According to Mirza, since the system is designed for hard-to-reach areas, if data can’t be accessed through the web or mobile application due to connectivity issues, information is sent through SMS notifications. The data is also stored locally in an on-board database so that when internet connectivity is available again, the data can be updated on the web page and application.

The system categorizes data by “trips” and serves two types of users: the healthcare supervisors that are responsible for creating the trips and monitoring the entire transportation process, and the healthcare workers who’ve been assigned to the individual trips.

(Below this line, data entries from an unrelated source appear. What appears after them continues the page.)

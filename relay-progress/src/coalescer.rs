//! Debounces progress re-renders into at most one outbound edit per window
//! (spec.md §4.6). Grounded on the lifecycle described in
//! `original_source/src/takopi/runner.py`'s orchestration of a run (the
//! Python implementation inlines this loop; here it's pulled out into its
//! own background task so [`ProgressCoalescer`] can be unit-tested without
//! a real outbox).

use std::sync::atomic::{AtomicU64, Ordering};
use std::sync::Arc;
use std::time::{Duration, Instant};

use tokio::sync::{Mutex, Notify};
use tokio::task::JoinHandle;
use tracing::warn;

/// Where a coalesced edit actually gets dispatched. Implemented by
/// `relay-outbox`'s fire-and-forget edit op in the full stack; tests use a
/// recording stub.
#[async_trait::async_trait]
pub trait EditSink: Send + Sync {
    async fn edit(&self, text: String);
}

struct SharedState {
    event_seq: AtomicU64,
    rendered_seq: AtomicU64,
    last_sent: Mutex<Option<String>>,
    notify: Notify,
}

/// Drives one run's live progress message. Call [`Self::bump`] every time
/// the tracker reports a visible change; the background loop wakes,
/// re-renders, and — only if the text actually changed — dispatches an
/// edit through the sink. Debounced to at most one edit per `debounce`
/// (default 2s, spec.md §4.6).
pub struct ProgressCoalescer {
    shared: Arc<SharedState>,
    handle: JoinHandle<()>,
}

impl ProgressCoalescer {
    pub fn spawn<F>(sink: Arc<dyn EditSink>, debounce: Duration, mut render: F) -> Self
    where
        F: FnMut() -> String + Send + 'static,
    {
        let shared = Arc::new(SharedState {
            event_seq: AtomicU64::new(0),
            rendered_seq: AtomicU64::new(0),
            last_sent: Mutex::new(None),
            notify: Notify::new(),
        });

        let loop_shared = shared.clone();
        let handle = tokio::spawn(async move {
            loop {
                loop_shared.notify.notified().await;
                // Collapse any events that queued up during the debounce sleep.
                tokio::time::sleep(debounce).await;
                let event_seq = loop_shared.event_seq.load(Ordering::SeqCst);
                let rendered_seq = loop_shared.rendered_seq.load(Ordering::SeqCst);
                if event_seq <= rendered_seq {
                    continue;
                }
                loop_shared.rendered_seq.store(event_seq, Ordering::SeqCst);

                let text = render();
                let mut last_sent = loop_shared.last_sent.lock().await;
                if last_sent.as_deref() == Some(text.as_str()) {
                    continue;
                }
                sink.edit(text.clone()).await;
                *last_sent = Some(text);
            }
        });

        Self { shared, handle }
    }

    /// Records that the tracker accepted a new event. Wakes the
    /// background loop, which will re-render after the debounce window.
    pub fn bump(&self) {
        self.shared.event_seq.fetch_add(1, Ordering::SeqCst);
        self.shared.notify.notify_one();
    }

    /// Cancels the background loop. Called when the run finishes (spec.md
    /// §4.6's lifecycle); in-flight edits are abandoned, never awaited.
    pub fn stop(self) {
        self.handle.abort();
    }
}

/// Tracks wall-clock elapsed time for a run, used by the renderer's header.
pub struct RunClock {
    started_at: Instant,
}

impl RunClock {
    pub fn start() -> Self {
        Self { started_at: Instant::now() }
    }

    pub fn elapsed(&self) -> Duration {
        self.started_at.elapsed()
    }
}

/// A sink that never actually sends anything; the coalescer silently
/// no-ops when the progress message was never created (spec.md §4.6).
pub struct NullSink;

#[async_trait::async_trait]
impl EditSink for NullSink {
    async fn edit(&self, _text: String) {
        warn!("progress.coalescer.null_sink");
    }
}

#[cfg(test)]
mod tests {
    use super::*;
    use std::sync::atomic::AtomicUsize;

    struct RecordingSink {
        texts: Mutex<Vec<String>>,
        count: AtomicUsize,
    }

    #[async_trait::async_trait]
    impl EditSink for RecordingSink {
        async fn edit(&self, text: String) {
            self.count.fetch_add(1, Ordering::SeqCst);
            self.texts.lock().await.push(text);
        }
    }

    #[tokio::test(start_paused = true)]
    async fn collapses_bursts_into_one_edit() {
        let sink = Arc::new(RecordingSink { texts: Mutex::new(Vec::new()), count: AtomicUsize::new(0) });
        let sink_dyn: Arc<dyn EditSink> = sink.clone();
        let rendered = Arc::new(AtomicUsize::new(0));
        let rendered_for_closure = rendered.clone();
        let coalescer = ProgressCoalescer::spawn(sink_dyn, Duration::from_millis(50), move || {
            let n = rendered_for_closure.fetch_add(1, Ordering::SeqCst);
            format!("frame-{n}")
        });

        coalescer.bump();
        coalescer.bump();
        coalescer.bump();

        tokio::time::sleep(Duration::from_millis(200)).await;
        assert_eq!(sink.count.load(Ordering::SeqCst), 1);
        coalescer.stop();
    }

    #[tokio::test(start_paused = true)]
    async fn does_not_resend_identical_render() {
        let sink = Arc::new(RecordingSink { texts: Mutex::new(Vec::new()), count: AtomicUsize::new(0) });
        let sink_dyn: Arc<dyn EditSink> = sink.clone();
        let coalescer = ProgressCoalescer::spawn(sink_dyn, Duration::from_millis(10), || "same".to_string());

        coalescer.bump();
        tokio::time::sleep(Duration::from_millis(50)).await;
        coalescer.bump();
        tokio::time::sleep(Duration::from_millis(50)).await;

        assert_eq!(sink.count.load(Ordering::SeqCst), 1);
        coalescer.stop();
    }
}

What sets this monitoring system apart from others is the mobile application. Once a trip is created, a healthcare supervisor has insight into all the necessary details about an individual trip, including the status, route, the type and amount of vaccines being carried, as well as information about the healthcare workers who are transporting the vaccines. While tracking a trip, the supervisors can monitor the temperature and humidity readings of the vaccine carrier. They are also alerted when temperatures fall beyond the recommended range of 2-8°C or if any vaccines have been opened during the transfer process. The mobile and web-based interfaces are outlined in Figure 2.

Figure 2: (a) Mobile user interface (b) Monitoring system homepage

While testing is still underway, the team has completed several successful dry runs on a small scale, confirming the system's credibility. Mirza expects to launch the tool in time to transport COVID-19 vaccines in early 2021. Furthermore, the carrier boxes designed for the system are able to maintain the necessary temperature range for different COVID-19 vaccines and their transportation requirements.

With millions of lives lost every year from preventable diseases, continuous monitoring of the transportation and distribution process can ensure life-saving vaccines safely make it to the patients who need them, even in remote and developing areas.